Stupid question: Proper kill switch and charging plug current rating?

So TCSS and the like sell ‘high amp kill switches’ and charging plugs, but it’s not clear to me what the current rating needs to be? Do these interrupts need to handle the full current drain from the board plus leds, plus whatever else, or do they just need to handle the current into the board, and if so what is that?

This is a long and sordid tale, with no satisfactory answer, so sit back and get comfortable.

In theory, the answer is that you shouldn’t use a switch or charge plug rated for 1A to conduct 3A. Current doesn’t care about voltage, 1A @ 5V will heat up your component just as much as 1A @ 100V.

If you’re installing a switch that cuts the battery power to all components, including the blade, this means that your switch will experience up to 10A, so that’s what your switch should be rated for.

If you’re installing a switch that only cuts the + side to the board, then 1A is sufficient.

In practice, it’s much more complicated. Most switches we use are rated for 100 volts or more, and they also have a rating for how many operations they are good for. The tricky part is that those operations are assumed to be at full power. When you operate a switch at full power, some part of the switch surface always connects “first”, and that part will experience the full voltage and current until the rest of the switch surface connects. If the current and/or voltage is high, that small part may sustain heating, oxidation, pitting and scorching from excessive current. Eventually, the damage will increase the resistance of the switch to the point where it cannot operate within the specified parameters anymore.

BUT

That’s not how saber switches are used. In a saber, we don’t use 100+ volts, which reduces damage to the switch considerably. Also, the sabers don’t tend to draw full power at the moment we turn them on. That only happens when we ignite the saber. Because of this, the contact surface of our switches remain undamaged for much longer, and this should lend us some headroom beyond what the switch is actually rated for. How much headroom you ask? No idea…

Ideally, switch manufacturers would rate their switches separately for low-voltage use, but I’ve never seen that in a switch data sheet, which means that all we can do is guess and/or measure. Ultimately it comes down to resistance. Most switches have a resistance somewhere between 0.01 and 0.1 ohm. The lower the resistance, the less heat is generated in the switch when we pull current through it. Also, high resistance would mean that we would loose power to the switch, which isn’t ideal.

Finally, I want to point out that a single FET can be used to bypass the current limits of a switch. You can buy tiny FETs that can handle many many amps, and by hooking up the control pin to the switch, and have the other two legs of the switch hooked up to + and - on the battery, you get a switch that can control very high loads. I use this in my graflex helper pcb as the tiny switch I use is only rated for 250mA. The FET on the other hand is rated for 4A.

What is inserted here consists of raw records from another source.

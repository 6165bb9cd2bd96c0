//! Domain types for representing extracted slide content.

use serde::{Deserialize, Serialize};

/// Everything extracted from a single slide.
#[derive(Debug, Clone, Default, PartialEq, Eq, Serialize, Deserialize)]
pub struct SlideRecord {
    /// Markdown lines for the slide text, headings first.
    pub text: Vec<String>,

    /// Markdown image references, each followed by a blank line.
    pub images: Vec<String>,

    /// Plain speaker note lines.
    pub notes: Vec<String>,
}

impl SlideRecord {
    /// Create an empty record.
    pub fn new() -> Self {
        Self::default()
    }

    /// True when the slide produced no text, images, or notes.
    pub fn is_empty(&self) -> bool {
        self.text.is_empty() && self.images.is_empty() && self.notes.is_empty()
    }
}

/// The converted Markdown document.
#[derive(Debug, Clone, Default, PartialEq, Eq, Serialize, Deserialize)]
pub struct Document {
    /// Output lines in slide order.
    pub lines: Vec<String>,
}

impl Document {
    /// Create a document from lines.
    pub fn new(lines: Vec<String>) -> Self {
        Self { lines }
    }

    /// Number of lines.
    pub fn len(&self) -> usize {
        self.lines.len()
    }

    /// True when no slide contributed any content.
    pub fn is_empty(&self) -> bool {
        self.lines.is_empty()
    }

    /// Join the lines into Markdown text, adding a trailing newline.
    pub fn to_markdown(&self) -> String {
        if self.lines.is_empty() {
            return String::new();
        }
        let mut out = self.lines.join("\n");
        out.push('\n');
        out
    }
}

#[cfg(test)]
mod tests {
    use super::*;

    #[test]
    fn test_record_is_empty() {
        let mut record = SlideRecord::new();
        assert!(record.is_empty());
        record.notes.push("remember".into());
        assert!(!record.is_empty());
    }

    #[test]
    fn test_to_markdown() {
        assert_eq!(Document::default().to_markdown(), "");

        let doc = Document::new(vec!["---".into(), "".into(), "## Title".into()]);
        assert_eq!(doc.to_markdown(), "---\n\n## Title\n");
        assert_eq!(doc.len(), 3);
    }
}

tl;dr; get the high-amp switches unless you know what you’re doing.

I smell a phd thesis in here somewhere…. So, for typical ‘high current switches’, what’s a normal current rating? Is 10A sufficient? I ask because I haven’t seen it specified and I want to see what options mouser etc have for different form factors.

I believe the “high current switches” that are sold for sabers specifically are in fact NOT rated for 10A. However, they do seem to work just fine. Same is true for the JST connectors we sometimes use.